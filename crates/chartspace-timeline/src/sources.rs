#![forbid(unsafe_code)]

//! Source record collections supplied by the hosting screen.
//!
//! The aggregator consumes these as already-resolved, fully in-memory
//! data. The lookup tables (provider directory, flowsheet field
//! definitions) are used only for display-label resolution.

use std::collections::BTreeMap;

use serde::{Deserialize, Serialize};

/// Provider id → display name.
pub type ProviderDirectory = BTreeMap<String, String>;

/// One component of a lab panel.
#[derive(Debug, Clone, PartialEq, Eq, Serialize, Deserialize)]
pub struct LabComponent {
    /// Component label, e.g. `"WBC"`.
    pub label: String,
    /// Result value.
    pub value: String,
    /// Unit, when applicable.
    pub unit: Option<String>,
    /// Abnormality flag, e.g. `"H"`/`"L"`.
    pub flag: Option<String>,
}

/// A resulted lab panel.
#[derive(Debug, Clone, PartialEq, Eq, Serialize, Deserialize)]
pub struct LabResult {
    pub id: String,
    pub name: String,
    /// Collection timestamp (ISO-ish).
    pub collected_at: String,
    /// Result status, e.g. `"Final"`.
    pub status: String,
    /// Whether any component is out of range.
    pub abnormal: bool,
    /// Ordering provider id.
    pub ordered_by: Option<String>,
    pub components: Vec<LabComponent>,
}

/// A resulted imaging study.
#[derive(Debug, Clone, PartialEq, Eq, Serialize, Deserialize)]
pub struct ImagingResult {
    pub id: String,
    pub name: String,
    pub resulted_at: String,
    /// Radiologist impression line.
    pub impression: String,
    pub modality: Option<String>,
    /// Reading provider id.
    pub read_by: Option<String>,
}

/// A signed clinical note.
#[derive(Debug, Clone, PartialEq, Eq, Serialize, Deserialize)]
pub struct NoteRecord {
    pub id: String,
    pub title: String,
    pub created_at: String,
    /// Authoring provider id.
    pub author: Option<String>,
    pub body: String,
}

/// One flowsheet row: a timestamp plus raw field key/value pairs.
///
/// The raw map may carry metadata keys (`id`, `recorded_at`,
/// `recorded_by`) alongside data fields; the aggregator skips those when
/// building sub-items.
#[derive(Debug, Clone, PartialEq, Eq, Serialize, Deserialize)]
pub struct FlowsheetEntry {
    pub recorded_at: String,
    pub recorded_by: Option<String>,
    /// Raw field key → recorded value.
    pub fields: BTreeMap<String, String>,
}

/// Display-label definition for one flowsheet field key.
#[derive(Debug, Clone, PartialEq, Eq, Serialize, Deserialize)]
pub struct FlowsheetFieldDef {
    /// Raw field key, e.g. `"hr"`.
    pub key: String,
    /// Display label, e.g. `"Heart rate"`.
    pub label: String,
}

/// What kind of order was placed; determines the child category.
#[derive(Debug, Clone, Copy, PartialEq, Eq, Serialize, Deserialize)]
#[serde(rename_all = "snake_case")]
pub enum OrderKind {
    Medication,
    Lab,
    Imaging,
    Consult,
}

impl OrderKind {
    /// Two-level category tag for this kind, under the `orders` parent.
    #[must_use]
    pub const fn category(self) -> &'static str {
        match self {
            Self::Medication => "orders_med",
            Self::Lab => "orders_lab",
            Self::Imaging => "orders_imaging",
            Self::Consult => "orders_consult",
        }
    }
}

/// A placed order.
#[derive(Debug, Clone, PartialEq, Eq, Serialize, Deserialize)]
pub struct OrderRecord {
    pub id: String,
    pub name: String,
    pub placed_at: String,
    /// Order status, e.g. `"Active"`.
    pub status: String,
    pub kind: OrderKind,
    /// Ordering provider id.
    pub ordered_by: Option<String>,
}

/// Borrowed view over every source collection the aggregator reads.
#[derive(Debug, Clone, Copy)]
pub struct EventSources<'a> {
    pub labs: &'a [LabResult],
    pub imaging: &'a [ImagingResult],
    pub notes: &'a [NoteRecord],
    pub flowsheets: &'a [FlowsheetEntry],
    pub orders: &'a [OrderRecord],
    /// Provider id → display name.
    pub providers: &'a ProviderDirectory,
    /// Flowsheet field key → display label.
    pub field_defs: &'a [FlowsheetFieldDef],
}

TO DO: Only lines with the word "Option" belong in the answer; copy each of them from the material above.

YOUR SOLUTION:
    pub unit: Option<String>,
    pub flag: Option<String>,
    pub ordered_by: Option<String>,
    pub modality: Option<String>,
    pub read_by: Option<String>,
    pub author: Option<String>,
    pub recorded_by: Option<String>,
    pub ordered_by: Option<String>,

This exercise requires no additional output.